Below is a block of records. Copy every line in it that contains the word "Cash".
[Start of section]
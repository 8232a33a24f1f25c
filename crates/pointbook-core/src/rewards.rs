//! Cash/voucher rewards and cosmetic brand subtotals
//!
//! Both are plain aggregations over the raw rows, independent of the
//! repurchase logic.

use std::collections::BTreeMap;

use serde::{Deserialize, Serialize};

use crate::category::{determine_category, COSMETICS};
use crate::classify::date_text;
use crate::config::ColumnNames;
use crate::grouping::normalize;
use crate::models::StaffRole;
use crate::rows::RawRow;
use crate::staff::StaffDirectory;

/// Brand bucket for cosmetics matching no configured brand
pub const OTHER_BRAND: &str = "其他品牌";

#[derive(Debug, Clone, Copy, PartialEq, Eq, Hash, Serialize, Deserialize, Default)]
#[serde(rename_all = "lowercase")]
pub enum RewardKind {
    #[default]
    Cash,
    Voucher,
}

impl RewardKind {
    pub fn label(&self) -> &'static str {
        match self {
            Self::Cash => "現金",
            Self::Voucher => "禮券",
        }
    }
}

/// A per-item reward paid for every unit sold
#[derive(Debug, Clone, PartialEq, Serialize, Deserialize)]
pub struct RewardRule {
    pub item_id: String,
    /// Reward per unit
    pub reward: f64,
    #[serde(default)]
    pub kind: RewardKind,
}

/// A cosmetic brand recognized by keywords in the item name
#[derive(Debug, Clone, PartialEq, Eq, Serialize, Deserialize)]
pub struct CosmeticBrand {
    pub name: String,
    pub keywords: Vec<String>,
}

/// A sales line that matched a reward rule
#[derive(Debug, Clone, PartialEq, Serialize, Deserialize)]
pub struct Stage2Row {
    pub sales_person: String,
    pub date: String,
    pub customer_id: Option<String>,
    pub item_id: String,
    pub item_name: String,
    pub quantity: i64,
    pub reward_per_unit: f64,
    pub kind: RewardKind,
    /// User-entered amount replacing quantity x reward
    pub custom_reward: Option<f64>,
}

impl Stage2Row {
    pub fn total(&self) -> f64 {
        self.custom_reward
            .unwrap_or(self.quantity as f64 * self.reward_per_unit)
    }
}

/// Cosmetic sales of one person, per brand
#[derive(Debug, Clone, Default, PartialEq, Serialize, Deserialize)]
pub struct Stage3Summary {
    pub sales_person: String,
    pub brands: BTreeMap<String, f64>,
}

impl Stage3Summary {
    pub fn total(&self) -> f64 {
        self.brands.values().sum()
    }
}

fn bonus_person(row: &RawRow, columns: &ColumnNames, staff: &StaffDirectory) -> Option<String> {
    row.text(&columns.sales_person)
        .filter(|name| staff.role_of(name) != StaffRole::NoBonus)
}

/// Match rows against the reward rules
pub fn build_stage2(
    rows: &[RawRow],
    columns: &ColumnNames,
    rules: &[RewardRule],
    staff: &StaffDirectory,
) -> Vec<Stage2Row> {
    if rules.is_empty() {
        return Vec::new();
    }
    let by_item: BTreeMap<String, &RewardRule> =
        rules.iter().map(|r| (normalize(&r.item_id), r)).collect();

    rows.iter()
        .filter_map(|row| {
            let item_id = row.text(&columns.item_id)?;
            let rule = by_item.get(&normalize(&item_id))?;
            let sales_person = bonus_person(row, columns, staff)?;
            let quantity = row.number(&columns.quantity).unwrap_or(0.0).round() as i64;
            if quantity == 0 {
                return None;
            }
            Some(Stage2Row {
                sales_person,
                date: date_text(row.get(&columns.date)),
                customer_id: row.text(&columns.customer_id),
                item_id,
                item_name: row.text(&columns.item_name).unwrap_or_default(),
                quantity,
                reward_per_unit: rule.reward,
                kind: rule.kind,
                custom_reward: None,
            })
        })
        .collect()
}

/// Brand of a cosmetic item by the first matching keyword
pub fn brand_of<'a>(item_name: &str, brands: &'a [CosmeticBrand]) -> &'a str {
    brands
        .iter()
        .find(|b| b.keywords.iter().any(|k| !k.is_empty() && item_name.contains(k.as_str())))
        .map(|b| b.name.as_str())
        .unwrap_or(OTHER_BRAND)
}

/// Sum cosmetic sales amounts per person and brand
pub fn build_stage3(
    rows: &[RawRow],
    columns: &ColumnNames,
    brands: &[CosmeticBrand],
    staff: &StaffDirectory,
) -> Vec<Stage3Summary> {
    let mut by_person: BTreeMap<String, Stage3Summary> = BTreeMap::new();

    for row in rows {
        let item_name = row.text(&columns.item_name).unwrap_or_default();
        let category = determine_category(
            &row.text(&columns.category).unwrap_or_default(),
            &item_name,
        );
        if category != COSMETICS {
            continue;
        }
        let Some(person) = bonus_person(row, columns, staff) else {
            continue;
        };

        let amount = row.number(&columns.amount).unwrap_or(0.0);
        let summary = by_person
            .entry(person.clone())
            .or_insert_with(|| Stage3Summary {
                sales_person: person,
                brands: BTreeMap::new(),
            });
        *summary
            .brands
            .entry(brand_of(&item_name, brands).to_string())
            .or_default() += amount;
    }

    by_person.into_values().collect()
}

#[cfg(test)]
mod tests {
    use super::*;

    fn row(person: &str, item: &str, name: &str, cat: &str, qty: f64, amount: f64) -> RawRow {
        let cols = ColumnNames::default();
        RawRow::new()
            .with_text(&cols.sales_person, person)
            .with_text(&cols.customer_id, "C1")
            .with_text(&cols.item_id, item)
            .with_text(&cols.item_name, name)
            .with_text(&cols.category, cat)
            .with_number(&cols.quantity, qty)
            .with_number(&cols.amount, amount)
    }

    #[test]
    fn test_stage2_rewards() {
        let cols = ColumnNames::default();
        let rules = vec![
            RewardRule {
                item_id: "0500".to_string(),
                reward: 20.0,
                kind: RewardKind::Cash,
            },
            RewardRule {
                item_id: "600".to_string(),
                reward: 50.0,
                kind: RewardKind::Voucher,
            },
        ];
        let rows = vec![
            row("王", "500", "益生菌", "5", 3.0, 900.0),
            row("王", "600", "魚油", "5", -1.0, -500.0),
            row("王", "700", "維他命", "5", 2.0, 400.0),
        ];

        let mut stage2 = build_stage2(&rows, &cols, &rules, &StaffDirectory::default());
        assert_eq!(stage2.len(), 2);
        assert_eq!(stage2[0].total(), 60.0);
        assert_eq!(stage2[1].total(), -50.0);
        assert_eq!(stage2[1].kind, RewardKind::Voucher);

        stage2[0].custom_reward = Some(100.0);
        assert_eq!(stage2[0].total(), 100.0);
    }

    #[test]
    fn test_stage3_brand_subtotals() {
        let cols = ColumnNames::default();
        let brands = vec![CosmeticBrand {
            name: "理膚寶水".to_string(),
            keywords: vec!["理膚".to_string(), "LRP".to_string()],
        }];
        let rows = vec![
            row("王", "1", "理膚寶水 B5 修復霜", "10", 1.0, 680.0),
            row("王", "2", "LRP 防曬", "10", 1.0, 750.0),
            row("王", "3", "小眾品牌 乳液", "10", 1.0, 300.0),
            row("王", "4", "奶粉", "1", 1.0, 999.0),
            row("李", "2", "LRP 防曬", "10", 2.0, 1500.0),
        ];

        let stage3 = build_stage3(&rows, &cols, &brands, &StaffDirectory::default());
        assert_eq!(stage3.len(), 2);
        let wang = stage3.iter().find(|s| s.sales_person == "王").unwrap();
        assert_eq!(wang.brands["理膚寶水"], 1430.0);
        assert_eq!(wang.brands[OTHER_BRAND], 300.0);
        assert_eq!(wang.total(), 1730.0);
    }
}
[End of section]
■ Result of this task ■
//! Cash/voucher rewards and cosmetic brand subtotals
    Cash,
            Self::Cash => "現金",
                kind: RewardKind::Cash,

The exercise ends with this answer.